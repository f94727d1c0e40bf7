// src/errors.rs

//! Crate-wide error aliases and helpers.

use thiserror::Error;

use crate::repl::ReplError;

#[derive(Error, Debug)]
pub enum KernelError {
    #[error("Configuration error: {0}")]
    ConfigError(String),

    #[error("IO error: {0}")]
    IoError(#[from] std::io::Error),

    #[error("TOML parsing error: {0}")]
    TomlError(#[from] toml::de::Error),

    #[error("JSON error: {0}")]
    JsonError(#[from] serde_json::Error),

    #[error("Disco process error: {0}")]
    ReplError(#[from] ReplError),

    #[error(transparent)]
    Other(#[from] anyhow::Error),
}

pub use anyhow::Error;
pub type Result<T> = std::result::Result<T, KernelError>;
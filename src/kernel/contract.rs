// src/kernel/contract.rs

use crate::errors::Result;
use crate::repl::BoxFuture;

use super::info::KernelInfo;
use super::messages::{CompleteReply, ExecuteReply, ExecuteRequest, StreamName};

/// Requests a notebook host makes of a kernel.
///
/// The host dispatches one request at a time; `execute` may run for as long
/// as the interpreter keeps producing output.
pub trait Kernel: Send {
    fn info(&self) -> &KernelInfo;

    fn execute<'a>(
        &'a mut self,
        request: &'a ExecuteRequest,
        sink: &'a mut dyn OutputSink,
    ) -> BoxFuture<'a, ExecuteReply>;

    fn complete(&mut self, code: &str, cursor_pos: usize) -> CompleteReply;

    fn shutdown(&mut self) -> BoxFuture<'_, Result<()>>;
}

/// Where execution output goes while a request is running.
pub trait OutputSink: Send {
    fn stream(&mut self, name: StreamName, text: &str) -> Result<()>;
}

**BRIEF:** Check the listing above for "KernelError". Show every line where it turns up.

**OUTPUT FOR THIS TASK:**
pub enum KernelError {
pub type Result<T> = std::result::Result<T, KernelError>;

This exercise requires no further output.